PROVIDED RECORDS
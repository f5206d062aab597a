//! Derived standings models.

use serde::{Deserialize, Serialize};

use super::Player;

/// Result of a single match from one player's perspective.
#[derive(Debug, Clone, Copy, PartialEq, Eq, Serialize, Deserialize)]
pub enum MatchResult {
    Win,
    Draw,
    Loss,
}

impl MatchResult {
    /// Single-letter form used in table output.
    pub fn letter(&self) -> char {
        match self {
            MatchResult::Win => 'W',
            MatchResult::Draw => 'D',
            MatchResult::Loss => 'L',
        }
    }
}

/// A player's record derived from the full match history.
#[derive(Debug, Clone, Serialize, Deserialize)]
pub struct PlayerStanding {
    /// The roster player this record belongs to
    pub player: Player,

    /// Games played
    pub played: u32,

    /// Wins
    pub won: u32,

    /// Draws
    pub drawn: u32,

    /// Losses
    pub lost: u32,

    /// Sum of winning margins minus losing margins
    pub goal_diff: i32,

    /// 3 per win, 1 per draw
    pub points: u32,

    /// Fraction of played matches won (0.0 when unplayed)
    pub win_rate: f64,

    /// Most recent results, newest first, at most five
    pub recent_form: Vec<MatchResult>,
}

impl PlayerStanding {
    /// All-zero record for a player with no recorded matches.
    pub fn empty(player: Player) -> Self {
        Self {
            player,
            played: 0,
            won: 0,
            drawn: 0,
            lost: 0,
            goal_diff: 0,
            points: 0,
            win_rate: 0.0,
            recent_form: Vec::new(),
        }
    }

    /// Form as a compact string, e.g. "WWLDW".
    pub fn form_string(&self) -> String {
        self.recent_form.iter().map(MatchResult::letter).collect()
    }
}

#[cfg(test)]
mod tests {
    use super::*;
    use crate::models::{PlayerId, Role};

    #[test]
    fn test_empty_standing() {
        let player = Player::new(
            PlayerId::from("p1"),
            "Mariano".to_string(),
            "Mariano".to_string(),
            52,
            Role::Goalkeeper,
        );
        let standing = PlayerStanding::empty(player);

        assert_eq!(standing.played, 0);
        assert_eq!(standing.points, 0);
        assert_eq!(standing.goal_diff, 0);
        assert!(standing.recent_form.is_empty());
    }

    #[test]
    fn test_form_string() {
        let player = Player::new(
            PlayerId::from("p1"),
            "Mariano".to_string(),
            "Mariano".to_string(),
            52,
            Role::Goalkeeper,
        );
        let mut standing = PlayerStanding::empty(player);
        standing.recent_form = vec![MatchResult::Win, MatchResult::Loss, MatchResult::Draw];

        assert_eq!(standing.form_string(), "WLD");
    }

    #[test]
    fn test_match_result_letters() {
        assert_eq!(MatchResult::Win.letter(), 'W');
        assert_eq!(MatchResult::Draw.letter(), 'D');
        assert_eq!(MatchResult::Loss.letter(), 'L');
    }

    #[test]
    fn test_standing_serialization() {
        let player = Player::new(
            PlayerId::from("p1"),
            "Mariano".to_string(),
            "Mariano".to_string(),
            52,
            Role::Goalkeeper,
        );
        let mut standing = PlayerStanding::empty(player);
        standing.recent_form = vec![MatchResult::Win];

        let json = serde_json::to_string(&standing).unwrap();
        let deserialized: PlayerStanding = serde_json::from_str(&json).unwrap();

        assert_eq!(standing.player.id, deserialized.player.id);
        assert_eq!(standing.recent_form, deserialized.recent_form);
    }
}
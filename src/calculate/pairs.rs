//! League-wide teammate pair and rivalry aggregation.
//!
//! Enumerates every same-side and cross-side pair per match; O(matches x
//! teamSize^2), which is fine at five-a-side scale.

use std::collections::HashMap;

use crate::models::{
    MatchId, MatchRecord, PairStat, Participation, Player, PlayerId, RivalryStat, Side,
};

/// Minimum shared or faced matches before a pair is ranked.
pub const MIN_PAIR_MATCHES: u32 = 2;

/// Default number of pairs returned by the ranking queries.
pub const DEFAULT_TOP_N: usize = 5;

/// Index participations into (side A, side B) rosters per match.
fn sides_by_match(
    participations: &[Participation],
) -> HashMap<&MatchId, (Vec<&PlayerId>, Vec<&PlayerId>)> {
    let mut index: HashMap<&MatchId, (Vec<&PlayerId>, Vec<&PlayerId>)> = HashMap::new();
    for row in participations {
        let entry = index.entry(&row.match_id).or_default();
        match row.side {
            Side::A => entry.0.push(&row.player_id),
            Side::B => entry.1.push(&row.player_id),
        }
    }
    index
}

/// Canonical (sorted) ordering of a pair, so (x, y) and (y, x) share one
/// aggregation bucket.
fn canonical_pair(x: &PlayerId, y: &PlayerId) -> (PlayerId, PlayerId) {
    if x <= y {
        (x.clone(), y.clone())
    } else {
        (y.clone(), x.clone())
    }
}

/// Rank teammate pairs by joint win rate, best first.
///
/// Pairs below [`MIN_PAIR_MATCHES`] shared matches are dropped, as are
/// pairs referencing players missing from the roster snapshot. Ties are
/// resolved by sample size, then canonical id order, so output is fully
/// deterministic.
pub fn top_teammate_pairs(
    players: &[Player],
    matches: &[MatchRecord],
    participations: &[Participation],
    top_n: usize,
) -> Vec<PairStat> {
    let index = sides_by_match(participations);
    let mut buckets: HashMap<(PlayerId, PlayerId), (u32, u32)> = HashMap::new();

    for record in matches {
        let Some((side_a, side_b)) = index.get(&record.id) else {
            continue;
        };

        for (side_players, side) in [(side_a, Side::A), (side_b, Side::B)] {
            let won = record.outcome.winning_side() == Some(side);
            for i in 0..side_players.len() {
                for j in (i + 1)..side_players.len() {
                    let key = canonical_pair(side_players[i], side_players[j]);
                    let counter = buckets.entry(key).or_insert((0, 0));
                    counter.1 += 1;
                    if won {
                        counter.0 += 1;
                    }
                }
            }
        }
    }

    let mut pairs: Vec<PairStat> = buckets
        .into_iter()
        .filter(|(_, (_, total))| *total >= MIN_PAIR_MATCHES)
        .filter_map(|((first, second), (wins, total))| {
            let player1 = players.iter().find(|p| p.id == first)?;
            let player2 = players.iter().find(|p| p.id == second)?;
            Some(PairStat {
                player1: player1.clone(),
                player2: player2.clone(),
                matches_together: total,
                wins_together: wins,
                win_rate: super::win_rate(wins, total),
            })
        })
        .collect();

    pairs.sort_by(|a, b| {
        b.win_rate
            .partial_cmp(&a.win_rate)
            .unwrap()
            .then_with(|| b.matches_together.cmp(&a.matches_together))
            .then_with(|| a.player1.id.cmp(&b.player1.id))
            .then_with(|| a.player2.id.cmp(&b.player2.id))
    });
    pairs.truncate(top_n);
    pairs
}

/// Rank rival pairs by how one-sided the head-to-head is, most lopsided
/// first. The dominant player is always reported first, regardless of the
/// canonical bucket ordering.
pub fn top_rival_pairs(
    players: &[Player],
    matches: &[MatchRecord],
    participations: &[Participation],
    top_n: usize,
) -> Vec<RivalryStat> {
    let index = sides_by_match(participations);
    // Wins are tracked from the canonically-first player's perspective.
    let mut buckets: HashMap<(PlayerId, PlayerId), (u32, u32)> = HashMap::new();

    for record in matches {
        let Some((side_a, side_b)) = index.get(&record.id) else {
            continue;
        };

        for &pa in side_a {
            for &pb in side_b {
                let first_is_a = pa <= pb;
                let key = canonical_pair(pa, pb);
                let counter = buckets.entry(key).or_insert((0, 0));
                counter.1 += 1;

                let first_won = match record.outcome.winning_side() {
                    Some(Side::A) => first_is_a,
                    Some(Side::B) => !first_is_a,
                    None => false,
                };
                if first_won {
                    counter.0 += 1;
                }
            }
        }
    }

    let mut rivals: Vec<RivalryStat> = buckets
        .into_iter()
        .filter(|(_, (_, total))| *total >= MIN_PAIR_MATCHES)
        .filter_map(|((first, second), (first_wins, total))| {
            let p1 = players.iter().find(|p| p.id == first)?;
            let p2 = players.iter().find(|p| p.id == second)?;

            let second_wins = total - first_wins;
            let (dominant, underdog, dominant_wins) = if first_wins >= second_wins {
                (p1.clone(), p2.clone(), first_wins)
            } else {
                (p2.clone(), p1.clone(), second_wins)
            };

            Some(RivalryStat {
                dominant,
                underdog,
                matches_against: total,
                dominant_wins,
                dominance: super::win_rate(dominant_wins, total),
            })
        })
        .collect();

    rivals.sort_by(|a, b| {
        b.dominance
            .partial_cmp(&a.dominance)
            .unwrap()
            .then_with(|| b.matches_against.cmp(&a.matches_against))
            .then_with(|| a.dominant.id.cmp(&b.dominant.id))
            .then_with(|| a.underdog.id.cmp(&b.underdog.id))
    });
    rivals.truncate(top_n);
    rivals
}
use alloc::boxed::Box;
use alloc::vec;
use core::fmt::{self, Debug, Formatter};
use core::marker::PhantomData;
use core::ops::Range;
use core::ptr::NonNull;

use arrayvec::ArrayVec;

use crate::util::impl_iter;
use crate::StableVec;

/// Returned by [`StableVec::iter`].
///
/// A (container, index range) pair. The element address is recomputed
/// from the logical index on every step instead of being cached, mirroring
/// how the container itself resolves indices.
pub struct Iter<'a, T, const CHUNK_SIZE: usize> {
    list: &'a StableVec<T, CHUNK_SIZE>,
    indices: Range<usize>,
}

impl<'a, T, const CHUNK_SIZE: usize> Iter<'a, T, CHUNK_SIZE> {
    pub(crate) fn new(list: &'a StableVec<T, CHUNK_SIZE>) -> Self {
        let indices = 0..list.len();
        Self { list, indices }
    }
}

impl_iter! {
    on = Iter;
    params = { 'a, T, const CHUNK_SIZE: usize };
    args = { 'a, T, CHUNK_SIZE };
    inner = indices;
    item = { &'a T };
    map = { |this: &mut Self, index: usize| unsafe {
        // In range: `indices` only yields values below the length the
        // container had when the iterator was created, and the container
        // cannot have shrunk since.
        Some(this.list.get_unchecked(index))
    }};
    clone = { |this: &Self| Self {
        list: this.list,
        indices: this.indices.clone(),
    }};
}

impl<T, const CHUNK_SIZE: usize> Debug for Iter<'_, T, CHUNK_SIZE> {
    fn fmt(&self, f: &mut Formatter) -> fmt::Result {
        f.debug_struct("Iter").field("indices", &self.indices).finish()
    }
}

/// Returned by [`StableVec::iter_mut`].
///
/// Resolves elements through a raw pointer to the chunk table captured
/// at construction. Yielding never re-borrows the container or a whole
/// chunk that earlier yields still point into, so the returned
/// references all remain usable together after iteration.
pub struct IterMut<'a, T, const CHUNK_SIZE: usize> {
    table: NonNull<Box<ArrayVec<T, CHUNK_SIZE>>>,
    indices: Range<usize>,
    /// Chunk base of the most recent front yield.
    front: Option<(usize, *mut T)>,
    /// Chunk base of the most recent back yield.
    back: Option<(usize, *mut T)>,
    _marker: PhantomData<&'a mut StableVec<T, CHUNK_SIZE>>,
}

impl<'a, T, const CHUNK_SIZE: usize> IterMut<'a, T, CHUNK_SIZE> {
    pub(crate) fn new(list: &'a mut StableVec<T, CHUNK_SIZE>) -> Self {
        let indices = 0..list.len();

        Self {
            table: list.store.chunk_table(),
            indices,
            front: None,
            back: None,
            _marker: PhantomData,
        }
    }

    /// Resolves `index` to its element through the captured table pointer.
    ///
    /// A chunk is borrowed whole at most once, when an end of the
    /// iterator first enters it; the base pointer is cached per end and
    /// every element is then derived from a base. The front's yields all
    /// sit below `indices.start` and the back's at or above `indices.end`,
    /// so the only chunks that can still hold live references when an end
    /// advances are the two cached ones.
    ///
    /// # Safety
    ///
    /// `index` must have been produced by `indices`, and each index at
    /// most once.
    unsafe fn element_ptr(&mut self, index: usize) -> *mut T {
        let chunk = index / CHUNK_SIZE;

        let base = match (self.front, self.back) {
            (Some((cached, base)), _) | (_, Some((cached, base))) if cached == chunk => base,
            _ => (**self.table.as_ptr().add(chunk)).as_mut_ptr(),
        };

        // `indices` has already advanced past `index`, so the side the
        // yield came from can be read off the comparison.
        if index < self.indices.start {
            self.front = Some((chunk, base));
        } else {
            self.back = Some((chunk, base));
        }

        base.add(index % CHUNK_SIZE)
    }
}

impl_iter! {
    on = IterMut;
    params = { 'a, T, const CHUNK_SIZE: usize };
    args = { 'a, T, CHUNK_SIZE };
    inner = indices;
    item = { &'a mut T };
    map = { |this: &mut Self, index: usize| unsafe {
        // Each index is yielded at most once, so the returned mutable
        // borrows never alias each other.
        Some(&mut *this.element_ptr(index))
    }};
    clone = false;
}

unsafe impl<T: Send, const CHUNK_SIZE: usize> Send for IterMut<'_, T, CHUNK_SIZE> {}

unsafe impl<T: Sync, const CHUNK_SIZE: usize> Sync for IterMut<'_, T, CHUNK_SIZE> {}

impl<T, const CHUNK_SIZE: usize> Debug for IterMut<'_, T, CHUNK_SIZE> {
    fn fmt(&self, f: &mut Formatter) -> fmt::Result {
        f.debug_struct("IterMut").field("indices", &self.indices).finish()
    }
}

/// Returned by [`StableVec::chunks`].
///
/// Yields the occupied prefix of every element-bearing chunk, in order.
pub struct ChunksIter<'a, T, const CHUNK_SIZE: usize> {
    list: &'a StableVec<T, CHUNK_SIZE>,
    indices: Range<usize>,
}

impl<'a, T, const CHUNK_SIZE: usize> ChunksIter<'a, T, CHUNK_SIZE> {
    pub(crate) fn new(list: &'a StableVec<T, CHUNK_SIZE>) -> Self {
        let indices = 0..list.store.occupied_chunk_count();
        Self { list, indices }
    }
}

impl_iter! {
    on = ChunksIter;
    params = { 'a, T, const CHUNK_SIZE: usize };
    args = { 'a, T, CHUNK_SIZE };
    inner = indices;
    item = { &'a [T] };
    map = { |this: &mut Self, chunk_index: usize| {
        Some(this.list.store.chunk_at(chunk_index).as_slice())
    }};
    clone = { |this: &Self| Self {
        list: this.list,
        indices: this.indices.clone(),
    }};
}

impl<T, const CHUNK_SIZE: usize> Debug for ChunksIter<'_, T, CHUNK_SIZE> {
    fn fmt(&self, f: &mut Formatter) -> fmt::Result {
        f.debug_struct("ChunksIter").field("indices", &self.indices).finish()
    }
}

/// Returned by [`StableVec::chunks_mut`].
pub struct ChunksIterMut<'a, T, const CHUNK_SIZE: usize> {
    table: NonNull<Box<ArrayVec<T, CHUNK_SIZE>>>,
    indices: Range<usize>,
    _marker: PhantomData<&'a mut StableVec<T, CHUNK_SIZE>>,
}

impl<'a, T, const CHUNK_SIZE: usize> ChunksIterMut<'a, T, CHUNK_SIZE> {
    pub(crate) fn new(list: &'a mut StableVec<T, CHUNK_SIZE>) -> Self {
        let indices = 0..list.store.occupied_chunk_count();

        Self {
            table: list.store.chunk_table(),
            indices,
            _marker: PhantomData,
        }
    }
}

impl_iter! {
    on = ChunksIterMut;
    params = { 'a, T, const CHUNK_SIZE: usize };
    args = { 'a, T, CHUNK_SIZE };
    inner = indices;
    item = { &'a mut [T] };
    map = { |this: &mut Self, chunk_index: usize| unsafe {
        // Chunks are disjoint and each chunk index is yielded once, so
        // this whole-chunk borrow never overlaps an earlier slice.
        Some((**this.table.as_ptr().add(chunk_index)).as_mut_slice())
    }};
    clone = false;
}

unsafe impl<T: Send, const CHUNK_SIZE: usize> Send for ChunksIterMut<'_, T, CHUNK_SIZE> {}

unsafe impl<T: Sync, const CHUNK_SIZE: usize> Sync for ChunksIterMut<'_, T, CHUNK_SIZE> {}

impl<T, const CHUNK_SIZE: usize> Debug for ChunksIterMut<'_, T, CHUNK_SIZE> {
    fn fmt(&self, f: &mut Formatter) -> fmt::Result {
        f.debug_struct("ChunksIterMut").field("indices", &self.indices).finish()
    }
}

/// Returned by [`StableVec::into_iter`].
///
/// Drains the container chunk by chunk; dropping the iterator drops any
/// elements that were not yielded.
pub struct IntoIter<T, const CHUNK_SIZE: usize> {
    remaining: usize,
    front: arrayvec::IntoIter<T, CHUNK_SIZE>,
    back: arrayvec::IntoIter<T, CHUNK_SIZE>,
    chunks: vec::IntoIter<Box<ArrayVec<T, CHUNK_SIZE>>>,
}

impl<T, const CHUNK_SIZE: usize> IntoIter<T, CHUNK_SIZE> {
    pub(crate) fn new(list: StableVec<T, CHUNK_SIZE>) -> Self {
        let (len, chunks) = list.store.into_chunks();

        Self {
            remaining: len,
            front: ArrayVec::new().into_iter(),
            back: ArrayVec::new().into_iter(),
            chunks: chunks.into_iter(),
        }
    }
}

impl<T, const CHUNK_SIZE: usize> Iterator for IntoIter<T, CHUNK_SIZE> {
    type Item = T;

    fn next(&mut self) -> Option<T> {
        loop {
            if let Some(value) = self.front.next() {
                self.remaining -= 1;
                return Some(value);
            }

            match self.chunks.next() {
                Some(chunk) => self.front = (*chunk).into_iter(),
                None => {
                    let value = self.back.next()?;
                    self.remaining -= 1;
                    return Some(value);
                }
            }
        }
    }

    fn size_hint(&self) -> (usize, Option<usize>) {
        (self.remaining, Some(self.remaining))
    }
}

impl<T, const CHUNK_SIZE: usize> DoubleEndedIterator for IntoIter<T, CHUNK_SIZE> {
    fn next_back(&mut self) -> Option<T> {
        loop {
            if let Some(value) = self.back.next_back() {
                self.remaining -= 1;
                return Some(value);
            }

            match self.chunks.next_back() {
                Some(chunk) => self.back = (*chunk).into_iter(),
                None => {
                    let value = self.front.next_back()?;
                    self.remaining -= 1;
                    return Some(value);
                }
            }
        }
    }
}

impl<T, const CHUNK_SIZE: usize> ExactSizeIterator for IntoIter<T, CHUNK_SIZE> {}

impl<T, const CHUNK_SIZE: usize> core::iter::FusedIterator for IntoIter<T, CHUNK_SIZE> {}

impl<T, const CHUNK_SIZE: usize> Debug for IntoIter<T, CHUNK_SIZE> {
    fn fmt(&self, f: &mut Formatter) -> fmt::Result {
        f.debug_struct("IntoIter").field("remaining", &self.remaining).finish()
    }
}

TASK TO COMPLETE
Retype only the lines above between the line with "#[derive(Debug, Clone, Serialize, Deserialize)]" and the line with "win, 1 per draw", counting those two lines as well, and keep every character as it is.

EXERCISE SOLUTION
#[derive(Debug, Clone, Serialize, Deserialize)]
pub struct PlayerStanding {
    /// The roster player this record belongs to
    pub player: Player,

    /// Games played
    pub played: u32,

    /// Wins
    pub won: u32,

    /// Draws
    pub drawn: u32,

    /// Losses
    pub lost: u32,

    /// Sum of winning margins minus losing margins
    pub goal_diff: i32,

    /// 3 per win, 1 per draw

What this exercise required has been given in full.